W3C home > Mailing lists > Public > public-rdf-dawg@w3.org > April to June 2004

Re: Potential Requirement: Predicate support with boolean operators

From: Alberto Reggiori <alberto@asemantics.com>
Date: Fri, 7 May 2004 12:28:32 +0200
Message-Id: <4A3CB586-A011-11D8-86E9-0003939CA324@asemantics.com>
Cc: RDF Data Access Working Group <public-rdf-dawg@w3.org>
To: Eric Prud'hommeaux <eric@w3.org>

On May 5, 2004, at 3:28 AM, Eric Prud'hommeaux wrote:
>
> On Tue, May 04, 2004 at 05:29:29PM -0500, Dan Connolly wrote:
>>
>> Perhaps some of the implementors would like to relate
>> their experience?
>
> I have [1], but it didn't seem to motivate people. In the Annotea
> service, I use a few Algae queries like:

I must have missed that - we have some simple/lightweight OR 
(disjunction) support in our RDQL back-end. In fact, our indexing 
allows those quite efficiently - even though full disjunction is more 
tricky, but still quite possible to run behind a Web  interface. In the 
AMS preso (see slide 8) I put a sample query which uses an insane 
(abusive) extension to the core language, to use commas inside 
triple-pattern parts to match different dc:source(s) - actually used in 
our news-blender demo

>
> ------------ example queries --------------------
> ask (?reply rdf:type t:Reply.
>      ?reply t:root <foo>.
>      (?reply dc0:title ?title ||
>       ?reply dc1:title ?title)
>     )
> collect (?reply ?title)

which would map to our RDQL-ish as

select
	?reply ?title
where
	(?reply <rdf:type> <t:Reply>)
	(?reply <t:root> <foo>)
	(?reply <dc0:title , dc1:title> ?title)

where the 3rd triple pattern contains 2 predicates separated by 
space+comma+space (' , '); which is an implementation trick/compromise 
due that URIs can contain commas as far as I know - any other syntactic 
sugar can be invented if necessary. The same can be used on any other 
node pattern - as well as on subjects, predicates, objects (also 
literals) and graph-name(context as 4th component)

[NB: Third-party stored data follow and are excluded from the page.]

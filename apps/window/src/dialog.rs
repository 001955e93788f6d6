//! User-facing error reporting.

/// Shows a blocking error to the user.
pub trait ErrorReporter {
    fn report(&self, title: &str, message: &str);
}

/// Reports errors with a native modal message box.
#[derive(Debug, Default, Clone, Copy)]
pub struct DialogReporter;

impl ErrorReporter for DialogReporter {
    fn report(&self, title: &str, message: &str) {
        let _ = rfd::MessageDialog::new()
            .set_level(rfd::MessageLevel::Error)
            .set_title(title)
            .set_description(message)
            .set_buttons(rfd::MessageButtons::Ok)
            .show();
    }
}
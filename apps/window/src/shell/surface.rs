use eframe::egui::{self, ViewportCommand};
use fanduino_tray::{ShellSurface, TrayHandle};

/// [`ShellSurface`] backed by egui viewport commands and the tray handle.
///
/// Commands are queued and sent on the next frame, so the surface can be
/// driven before the event loop exists.
pub struct EguiSurface {
    commands: Vec<ViewportCommand>,
    tray: TrayHandle,
}

impl EguiSurface {
    pub fn new(tray: TrayHandle) -> Self {
        Self {
            commands: Vec::new(),
            tray,
        }
    }

    pub fn tray(&self) -> &TrayHandle {
        &self.tray
    }

    pub fn tray_mut(&mut self) -> &mut TrayHandle {
        &mut self.tray
    }

    /// Sends queued commands to the root viewport.
    pub fn flush(&mut self, ctx: &egui::Context) {
        for command in self.commands.drain(..) {
            ctx.send_viewport_cmd(command);
        }
    }
}

impl ShellSurface for EguiSurface {
    fn hide_window(&mut self) {
        self.commands.push(ViewportCommand::Visible(false));
    }

    fn show_window(&mut self) {
        self.commands.push(ViewportCommand::Visible(true));
        self.commands.push(ViewportCommand::Focus);
    }

    fn restore_window(&mut self) {
        self.commands.push(ViewportCommand::Minimized(false));
    }

    fn set_in_taskbar(&mut self, visible: bool) {
        // egui has no runtime taskbar toggle; a hidden window has no entry.
        tracing::trace!(visible, "taskbar presence follows window visibility");
    }

    fn set_tray_visible(&mut self, visible: bool) {
        self.tray.set_visible(visible);
    }
}
//! Status channel between the monitoring engine and the UI thread.
//!
//! The engine reports status text from its own worker threads, but the
//! label that displays it may only be touched from the UI thread. A
//! [`StatusChannel`] is created on the UI thread and remembers it as its
//! owner:
//! - calls made on the owner thread update the label immediately
//! - calls made anywhere else are parked in a single pending slot and the
//!   UI is woken up so it can [`pump`](StatusChannel::pump) them in
//!
//! Only the most recent message matters, so a burst of foreign updates
//! collapses into one UI-side update.

mod channel;

pub use channel::{StatusChannel, WakeFn};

E.g. Given an RSS1.0 store/database, select all rss:item(s) from 
corriere.it and ansa.it dc:source(s)

select
	?item
where
         (?item <rdf:type> <rss:item>)
         (?items ?ii ?item)
         (?items <rdf:type> <rdf:Seq>)
         (?s <rss:items> ?items)
         (?s <rdf:type> <rss:channel>)
         (?s <dc:source> <http://www.corriere.it/ , http://www.ansa.it/>)

or even more tricky on object literal values or stems

E.g. select rss:item(s) with dc:title value either "title 1" in english 
or "titolo 1" or "titolo 2" in italian

select
	?item
where
         (?item <rdf:type> <rss:item>)
         (?item <dc:title> <"title 1"@en , "titolo 1"@it , "titolo 
2"@it>)

As shown above the syntax for OR-ing literals is more tricky - and it 
requires to use single/double quotes and the space-comma-space syntax 
above for URIs/QNames - but it works quite well at the end because each 
triples pattern sub-query maps to a simple series of boolean operations 
on certain bit maps - at least for us :o)

>   and
>
> ask (<bar>    rdf:type    a:Annotation .
>      <bar>    a:annotates ?annotates.
>      <bar>    a:context   ?context.
>      ( <bar>  dc0:creator ?creator ||
>        <bar>  dc1:creator ?creator )
>      ?creator a:E-mail    ?email.
>      ?creator a:name      ?name.
>      <bar>    a:ceated    ?created.
>      ( <bar>  dc0:date    ?date ||
>        <bar>  dc1:date    ?date )
>      <bar>    a:body      ?body .
>      ?body    http:Body   ?bodyData.
>      ?body    http:ContentType ?contentType
>     )
> collect (?annotation ?body ?creator ?date ?contentType)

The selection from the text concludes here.